I had to get back to Movies from 2020 today, but I decided not to spin the wheel, but just to choose a movie that I knew I wanted to see, and that was David Byrne’s American Utopia.

This was the filmed (by Spike Lee) version of the show that Byrne had taken on tour and then to Broadway, and it makes an interesting contrast with Stop Making Sense, which I rewatched in January. This 35 year older David Byrne, without the rest of Talking Heads, but with a different group of musicians and dancers, in a highly choreographed show, seemed freer and more relaxed and natural than he was at 32 at the height of the band’s fame.

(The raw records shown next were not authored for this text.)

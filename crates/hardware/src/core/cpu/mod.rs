//! Core Definition and Lifecycle.
//!
//! This module defines the `Core` structure, one of the eight independent execution
//! contexts owned by the chassis. It coordinates the following:
//! 1. **State Management:** Local memory, program counter, Z/C flags, and the
//!    Dormant/Loading/Running lifecycle.
//! 2. **Instruction Tracking:** The in-flight decoded instruction and its elapsed-tick counter.
//! 3. **Peripherals:** The two Counter Units and the pin latches they drive.
//!
//! The per-tick behavior lives in `execution`, operand access in `memory`, and the
//! opcode effects in `dispatch`.

/// Opcode effects and their flag/result outcomes.
pub mod dispatch;

/// Per-tick execution contract and image loading.
pub mod execution;

/// Local memory access with register-mapped addresses.
pub mod memory;

use tracing::debug;

use crate::common::constants::LOCAL_MEMORY_WORDS;
use crate::common::reg::SpecialRegister;
use crate::core::units::counter::{Counter, CounterChannel};
use crate::isa::Instruction;
use crate::stats::CoreStats;

/// Lifecycle state of a core.
#[derive(Clone, Copy, Debug, Default, PartialEq, Eq, Hash)]
pub enum CoreState {
    /// Not executing.
    #[default]
    Dormant,
    /// Copying its image from shared RAM, one long per aligned tick.
    Loading,
    /// Executing instructions from local memory.
    Running,
}

/// One independent execution context.
#[derive(Clone, Debug)]
pub struct Core {
    id: usize,
    memory: [u32; LOCAL_MEMORY_WORDS],
    pc: u32,
    zero: bool,
    carry: bool,
    state: CoreState,
    load_addr: u32,
    load_cursor: usize,
    counter_a: Counter,
    counter_b: Counter,
    current: Instruction,
    elapsed: u32,
    /// Elapsed count at which a not-taken branch entered the failed-condition path.
    skip_base: Option<u32>,
    /// Elapsed count at which the bus window first pointed at this core.
    aligned_at: Option<u32>,
    stats: CoreStats,
    trace: bool,
}

impl Core {
    /// Creates a Dormant core with zeroed memory.
    ///
    /// # Arguments
    ///
    /// * `id` - Core index, 0-7.
    /// * `trace` - Emit a `trace!` event for each committed instruction.
    pub fn new(id: usize, trace: bool) -> Self {
        Self {
            id,
            memory: [0; LOCAL_MEMORY_WORDS],
            pc: 0,
            zero: false,
            carry: false,
            state: CoreState::Dormant,
            load_addr: 0,
            load_cursor: 0,
            counter_a: Counter::new(CounterChannel::A),
            counter_b: Counter::new(CounterChannel::B),
            current: Instruction::default(),
            elapsed: 0,
            skip_base: None,
            aligned_at: None,
            stats: CoreStats::default(),
            trace,
        }
    }

    /// Core index.
    pub const fn id(&self) -> usize {
        self.id
    }

    /// Program counter (local address of the in-flight instruction).
    pub const fn pc(&self) -> u32 {
        self.pc
    }

    /// Zero flag.
    pub const fn zero_flag(&self) -> bool {
        self.zero
    }

    /// Carry flag.
    pub const fn carry_flag(&self) -> bool {
        self.carry
    }

    /// Lifecycle state.
    pub const fn state(&self) -> CoreState {
        self.state
    }

    /// Whether the core is executing instructions.
    pub fn is_running(&self) -> bool {
        self.state == CoreState::Running
    }

    /// Longs copied so far in the current Loading phase.
    pub const fn load_cursor(&self) -> usize {
        self.load_cursor
    }

    /// Shared-RAM address the image is loaded from.
    pub const fn load_address(&self) -> u32 {
        self.load_addr
    }

    /// The in-flight decoded instruction.
    pub const fn current(&self) -> &Instruction {
        &self.current
    }

    /// Ticks spent on the in-flight instruction since it was fetched.
    pub const fn elapsed(&self) -> u32 {
        self.elapsed
    }

    /// Execution counters.
    pub const fn stats(&self) -> &CoreStats {
        &self.stats
    }

    /// Counter Unit A.
    pub const fn counter_a(&self) -> &Counter {
        &self.counter_a
    }

    /// Counter Unit B.
    pub const fn counter_b(&self) -> &Counter {
        &self.counter_b
    }

    /// Direction bits this core contributes to the aggregate pin state.
    pub const fn direction_pins(&self) -> u32 {
        match self.state {
            CoreState::Dormant => 0,
            _ => self.memory[SpecialRegister::Dira.index()],
        }
    }

    /// Output levels this core drives: `OUTA` and both counter latches, masked by `DIRA`.
    pub const fn output_pins(&self) -> u32 {
        let drive = self.memory[SpecialRegister::Outa.index()]
            | self.counter_a.outputs()
            | self.counter_b.outputs();
        drive & self.direction_pins()
    }

    /// Resets the core and enters Loading.
    ///
    /// Clears local memory, sets `PAR`, clears both flags and records the image
    /// address with a zero load cursor.
    pub fn start(&mut self, par: u32, load_addr: u32) {
        self.memory = [0; LOCAL_MEMORY_WORDS];
        self.memory[SpecialRegister::Par.index()] = par;
        self.zero = false;
        self.carry = false;
        self.pc = 0;
        self.state = CoreState::Loading;
        self.load_addr = load_addr;
        self.load_cursor = 0;
        self.counter_a.reset();
        self.counter_b.reset();
        self.current = Instruction::default();
        self.elapsed = 0;
        self.skip_base = None;
        self.aligned_at = None;
        self.stats.starts += 1;
        debug!(core = self.id, par, load_addr, "core start: loading");
    }

    /// Returns the core to Dormant from any state; its counters release their pins.
    pub fn stop(&mut self) {
        self.state = CoreState::Dormant;
        self.counter_a.reset();
        self.counter_b.reset();
        debug!(core = self.id, pc = self.pc, "core stopped");
    }

    /// Copies words straight into local memory, bypassing the Loading phase.
    ///
    /// Addresses wrap at the 512-word boundary.
    pub fn load_local(&mut self, origin: u32, words: &[u32]) {
        for (offset, &word) in words.iter().enumerate() {
            self.poke(origin.wrapping_add(offset as u32), word);
        }
    }

    /// Enters Running at `pc` without loading, keeping local memory as is.
    pub fn boot_at(&mut self, pc: u32) {
        self.state = CoreState::Running;
        self.jump(pc);
        debug!(core = self.id, pc = self.pc, "core booted directly");
    }
}
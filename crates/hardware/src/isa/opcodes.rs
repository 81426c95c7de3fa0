//! Opcode Table.
//!
//! Maps the 6-bit opcode field to one of sixty operations. Each entry provides
//! its assembler name, its readiness family (how many ticks after fetch the
//! effect may commit), and whether it manages the program counter itself.
//! Codes `0b000100..=0b000111` are reserved and decode to `None`.

/// Readiness family of an opcode.
#[derive(Clone, Copy, Debug, PartialEq, Eq, Hash)]
pub enum Timing {
    /// Commits once 4 ticks have elapsed since fetch.
    Fixed,
    /// Commits 8 ticks after the bus window first aligned with the core.
    HubAccess,
    /// Commits once 6 ticks have elapsed and the wait condition holds.
    Wait,
}

/// Every defined operation, discriminant equal to its 6-bit code.
#[derive(Clone, Copy, Debug, PartialEq, Eq, Hash)]
#[allow(missing_docs)]
pub enum Opcode {
    RdByte = 0b000000,
    RdWord = 0b000001,
    RdLong = 0b000010,
    HubOp = 0b000011,
    Ror = 0b001000,
    Rol = 0b001001,
    Shr = 0b001010,
    Shl = 0b001011,
    Rcr = 0b001100,
    Rcl = 0b001101,
    Sar = 0b001110,
    Rev = 0b001111,
    Mins = 0b010000,
    Maxs = 0b010001,
    Min = 0b010010,
    Max = 0b010011,
    Movs = 0b010100,
    Movd = 0b010101,
    Movi = 0b010110,
    JmpRet = 0b010111,
    And = 0b011000,
    AndN = 0b011001,
    Or = 0b011010,
    Xor = 0b011011,
    MuxC = 0b011100,
    MuxNc = 0b011101,
    MuxZ = 0b011110,
    MuxNz = 0b011111,
    Add = 0b100000,
    Sub = 0b100001,
    AddAbs = 0b100010,
    SubAbs = 0b100011,
    SumC = 0b100100,
    SumNc = 0b100101,
    SumZ = 0b100110,
    SumNz = 0b100111,
    Mov = 0b101000,
    Neg = 0b101001,
    Abs = 0b101010,
    AbsNeg = 0b101011,
    NegC = 0b101100,
    NegNc = 0b101101,
    NegZ = 0b101110,
    NegNz = 0b101111,
    Cmps = 0b110000,
    Cmpsx = 0b110001,
    AddX = 0b110010,
    SubX = 0b110011,
    AddS = 0b110100,
    SubS = 0b110101,
    AddSx = 0b110110,
    SubSx = 0b110111,
    CmpSub = 0b111000,
    Djnz = 0b111001,
    Tjnz = 0b111010,
    Tjz = 0b111011,
    WaitPeq = 0b111100,
    WaitPne = 0b111101,
    WaitCnt = 0b111110,
    WaitVid = 0b111111,
}

/// Opcode lookup indexed by the 6-bit code; reserved codes are `None`.
const TABLE: [Option<Opcode>; 64] = {
    let mut table = [None; 64];
    let mut i = 0;
    while i < ALL_OPCODES.len() {
        let op = ALL_OPCODES[i];
        table[op as usize] = Some(op);
        i += 1;
    }
    table
};

/// All sixty defined opcodes in code order.
pub const ALL_OPCODES: [Opcode; 60] = [
    Opcode::RdByte,
    Opcode::RdWord,
    Opcode::RdLong,
    Opcode::HubOp,
    Opcode::Ror,
    Opcode::Rol,
    Opcode::Shr,
    Opcode::Shl,
    Opcode::Rcr,
    Opcode::Rcl,
    Opcode::Sar,
    Opcode::Rev,
    Opcode::Mins,
    Opcode::Maxs,
    Opcode::Min,
    Opcode::Max,
    Opcode::Movs,
    Opcode::Movd,
    Opcode::Movi,
    Opcode::JmpRet,
    Opcode::And,
    Opcode::AndN,
    Opcode::Or,
    Opcode::Xor,
    Opcode::MuxC,
    Opcode::MuxNc,
    Opcode::MuxZ,
    Opcode::MuxNz,
    Opcode::Add,
    Opcode::Sub,
    Opcode::AddAbs,
    Opcode::SubAbs,
    Opcode::SumC,
    Opcode::SumNc,
    Opcode::SumZ,
    Opcode::SumNz,
    Opcode::Mov,
    Opcode::Neg,
    Opcode::Abs,
    Opcode::AbsNeg,
    Opcode::NegC,
    Opcode::NegNc,
    Opcode::NegZ,
    Opcode::NegNz,
    Opcode::Cmps,
    Opcode::Cmpsx,
    Opcode::AddX,
    Opcode::SubX,
    Opcode::AddS,
    Opcode::SubS,
    Opcode::AddSx,
    Opcode::SubSx,
    Opcode::CmpSub,
    Opcode::Djnz,
    Opcode::Tjnz,
    Opcode::Tjz,
    Opcode::WaitPeq,
    Opcode::WaitPne,
    Opcode::WaitCnt,
    Opcode::WaitVid,
];

impl Opcode {
    /// Decodes a 6-bit opcode field; reserved codes return `None`.
    #[inline]
    pub const fn from_code(code: u32) -> Option<Self> {
        TABLE[(code & 0x3F) as usize]
    }

    /// The 6-bit encoding of this opcode.
    #[inline]
    pub const fn code(self) -> u32 {
        self as u32
    }

    /// Readiness family deciding when the effect may commit.
    pub const fn timing(self) -> Timing {
        match self {
            Self::RdByte | Self::RdWord | Self::RdLong | Self::HubOp => Timing::HubAccess,
            Self::WaitCnt | Self::WaitPeq | Self::WaitPne => Timing::Wait,
            _ => Timing::Fixed,
        }
    }

    /// Whether the effect sets the program counter instead of the uniform advance.
    pub const fn manages_pc(self) -> bool {
        matches!(self, Self::JmpRet | Self::Djnz | Self::Tjnz | Self::Tjz)
    }

    /// Assembler mnemonic from the static name table.
    pub const fn name(self) -> &'static str {
        match self {
            Self::RdByte => "RDBYTE",
            Self::RdWord => "RDWORD",
            Self::RdLong => "RDLONG",
            Self::HubOp => "HUBOP",
            Self::Ror => "ROR",
            Self::Rol => "ROL",
            Self::Shr => "SHR",
            Self::Shl => "SHL",
            Self::Rcr => "RCR",
            Self::Rcl => "RCL",
            Self::Sar => "SAR",
            Self::Rev => "REV",
            Self::Mins => "MINS",
            Self::Maxs => "MAXS",
            Self::Min => "MIN",
            Self::Max => "MAX",
            Self::Movs => "MOVS",
            Self::Movd => "MOVD",
            Self::Movi => "MOVI",
            Self::JmpRet => "JMPRET",
            Self::And => "AND",
            Self::AndN => "ANDN",
            Self::Or => "OR",
            Self::Xor => "XOR",
            Self::MuxC => "MUXC",
            Self::MuxNc => "MUXNC",
            Self::MuxZ => "MUXZ",
            Self::MuxNz => "MUXNZ",
            Self::Add => "ADD",
            Self::Sub => "SUB",
            Self::AddAbs => "ADDABS",
            Self::SubAbs => "SUBABS",
            Self::SumC => "SUMC",
            Self::SumNc => "SUMNC",
            Self::SumZ => "SUMZ",
            Self::SumNz => "SUMNZ",
            Self::Mov => "MOV",
            Self::Neg => "NEG",
            Self::Abs => "ABS",
            Self::AbsNeg => "ABSNEG",
            Self::NegC => "NEGC",
            Self::NegNc => "NEGNC",
            Self::NegZ => "NEGZ",
            Self::NegNz => "NEGNZ",
            Self::Cmps => "CMPS",
            Self::Cmpsx => "CMPSX",
            Self::AddX => "ADDX",
            Self::SubX => "SUBX",
            Self::AddS => "ADDS",
            Self::SubS => "SUBS",
            Self::AddSx => "ADDSX",
            Self::SubSx => "SUBSX",
            Self::CmpSub => "CMPSUB",
            Self::Djnz => "DJNZ",
            Self::Tjnz => "TJNZ",
            Self::Tjz => "TJZ",
            Self::WaitPeq => "WAITPEQ",
            Self::WaitPne => "WAITPNE",
            Self::WaitCnt => "WAITCNT",
            Self::WaitVid => "WAITVID",
        }
    }
}

/// Core and lock control sub-operations of `HUBOP`, selected by the source value.
#[derive(Clone, Copy, Debug, PartialEq, Eq, Hash)]
pub enum HubOp {
    /// Clock reconfiguration (clock is not modeled; no effect).
    ClkSet = 0,
    /// Returns the executing core's id.
    CoreId = 1,
    /// Starts or restarts a core.
    CoreInit = 2,
    /// Stops a core.
    CoreStop = 3,
    /// Allocates a free lock.
    LockNew = 4,
    /// Releases a lock.
    LockRet = 5,
    /// Sets a lock, returning its prior state.
    LockSet = 6,
    /// Clears a lock, returning its prior state.
    LockClr = 7,
}

impl HubOp {
    /// Selects the sub-operation named by the source value.
    ///
    /// Values above 7 name no sub-operation; `HUBOP` then has no effect.
    pub const fn from_source(source: u32) -> Option<Self> {
        let sub = match source {
            0 => Self::ClkSet,
            1 => Self::CoreId,
            2 => Self::CoreInit,
            3 => Self::CoreStop,
            4 => Self::LockNew,
            5 => Self::LockRet,
            6 => Self::LockSet,
            7 => Self::LockClr,
            _ => return None,
        };
        Some(sub)
    }

    /// Assembler mnemonic of the sub-operation.
    pub const fn name(self) -> &'static str {
        match self {
            Self::ClkSet => "CLKSET",
            Self::CoreId => "COGID",
            Self::CoreInit => "COGINIT",
            Self::CoreStop => "COGSTOP",
            Self::LockNew => "LOCKNEW",
            Self::LockRet => "LOCKRET",
            Self::LockSet => "LOCKSET",
            Self::LockClr => "LOCKCLR",
        }
    }
}
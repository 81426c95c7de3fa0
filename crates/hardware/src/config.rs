//! Configuration system for the simulator.
//!
//! This module defines all configuration structures used to parameterize the chassis.
//! It provides:
//! 1. **Defaults:** Baseline hardware constants (shared RAM size, initial bus window).
//! 2. **Structures:** Hierarchical config for general, hub, and pin settings.
//! 3. **Validation:** Range checks applied before a chassis is built.
//!
//! Configuration is supplied as JSON (`Config::from_json`) or use `Config::default()`.

use serde::Deserialize;

use crate::common::constants::{CORE_COUNT, DEFAULT_HUB_RAM_SIZE, HUB_ADDR_MASK};
use crate::common::error::{Result, SimError};

/// Default configuration constants for the simulator.
mod defaults {
    use crate::common::constants::DEFAULT_HUB_RAM_SIZE;

    /// Shared RAM capacity (32 KiB).
    pub const HUB_RAM_SIZE: usize = DEFAULT_HUB_RAM_SIZE;

    /// Bus window owner at tick 0.
    pub const INITIAL_WINDOW: usize = 0;

    /// External input pin levels at power-on.
    pub const INITIAL_INPUTS: u32 = 0;
}

/// Root configuration structure containing all simulator settings.
///
/// # Examples
///
/// Creating a default configuration:
///
/// ```
/// use octosim_core::config::Config;
///
/// let config = Config::default();
/// assert!(!config.general.trace_instructions);
/// assert_eq!(config.hub.ram_size, 32 * 1024);
/// ```
///
/// Deserializing from JSON:
///
/// ```
/// use octosim_core::config::Config;
///
/// let json = r#"{
///     "general": { "trace_instructions": true },
///     "hub": { "ram_size": 16384, "initial_window": 3 },
///     "pins": { "initial_inputs": 1 }
/// }"#;
///
/// let config = Config::from_json(json).unwrap();
/// assert!(config.general.trace_instructions);
/// assert_eq!(config.hub.ram_size, 16384);
/// assert_eq!(config.hub.initial_window, 3);
/// assert_eq!(config.pins.initial_inputs, 1);
/// ```
#[derive(Debug, Clone, Default, Deserialize)]
pub struct Config {
    /// General simulation options.
    #[serde(default)]
    pub general: GeneralConfig,
    /// Shared RAM and bus settings.
    #[serde(default)]
    pub hub: HubConfig,
    /// External pin settings.
    #[serde(default)]
    pub pins: PinConfig,
}

impl Config {
    /// Parses and validates a configuration from JSON text.
    ///
    /// Missing sections and fields fall back to their defaults.
    pub fn from_json(text: &str) -> Result<Self> {
        let config: Self = serde_json::from_str(text)?;
        config.validate()?;
        Ok(config)
    }

    /// Checks every field against the hardware limits.
    pub fn validate(&self) -> Result<()> {
        let addr_space = HUB_ADDR_MASK as usize + 1;
        if self.hub.ram_size == 0 || self.hub.ram_size > addr_space {
            return Err(SimError::InvalidConfig(format!(
                "hub.ram_size must be in 1..={addr_space}, got {}",
                self.hub.ram_size
            )));
        }
        if self.hub.initial_window >= CORE_COUNT {
            return Err(SimError::InvalidConfig(format!(
                "hub.initial_window must be below {CORE_COUNT}, got {}",
                self.hub.initial_window
            )));
        }
        Ok(())
    }
}

/// General simulation settings and options.
#[derive(Debug, Clone, Default, Deserialize)]
pub struct GeneralConfig {
    /// Emit a `trace!` event for every committed instruction.
    #[serde(default)]
    pub trace_instructions: bool,
}

/// Shared RAM and bus arbitration settings.
#[derive(Debug, Clone, Deserialize)]
pub struct HubConfig {
    /// Shared RAM capacity in bytes.
    #[serde(default = "HubConfig::default_ram_size")]
    pub ram_size: usize,

    /// Core that owns the bus window at tick 0.
    #[serde(default = "HubConfig::default_initial_window")]
    pub initial_window: usize,
}

impl HubConfig {
    /// Returns the default shared RAM capacity.
    const fn default_ram_size() -> usize {
        defaults::HUB_RAM_SIZE
    }

    /// Returns the default initial bus window.
    const fn default_initial_window() -> usize {
        defaults::INITIAL_WINDOW
    }
}

impl Default for HubConfig {
    fn default() -> Self {
        Self {
            ram_size: DEFAULT_HUB_RAM_SIZE,
            initial_window: defaults::INITIAL_WINDOW,
        }
    }
}

/// External pin settings.
#[derive(Debug, Clone, Deserialize)]
pub struct PinConfig {
    /// Levels of the 32 external input pins at power-on.
    #[serde(default = "PinConfig::default_initial_inputs")]
    pub initial_inputs: u32,
}

impl PinConfig {
    /// Returns the default input pin levels.
    const fn default_initial_inputs() -> u32 {
        defaults::INITIAL_INPUTS
    }
}

impl Default for PinConfig {
    fn default() -> Self {
        Self {
            initial_inputs: defaults::INITIAL_INPUTS,
        }
    }
}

The group of performers, all wearing wireless mics and with their instruments strapped to them, are a tight and joyful ensemble, and David Byrne is a member of the group as well as the leader. Everyone wears grey suits and their feet are bare, which is somehow not as dismal as it sounds, but as bright and sunny as their faces are.

There were songs I knew and songs I didn’t remember (I had the My Life in the Bush of Ghosts album, but I didn’t listen to it all too much), but the absolute highlight of the film is the cover of Janelle Monáe’s “Hell You Talmbout,” which calls out the names and shows the pictures of black men and women who were unjustly murdered. I knew it was coming, I heard about it in detail in reviews back when the film was first released on HBO Max, but it was still incredibly moving, and brought me to tears.

This is an excellent show, not only in the fact that it’s a concert film with great music, but it’s a film about how we learn and grown and connect with our fellow humans. It’s a film about hope.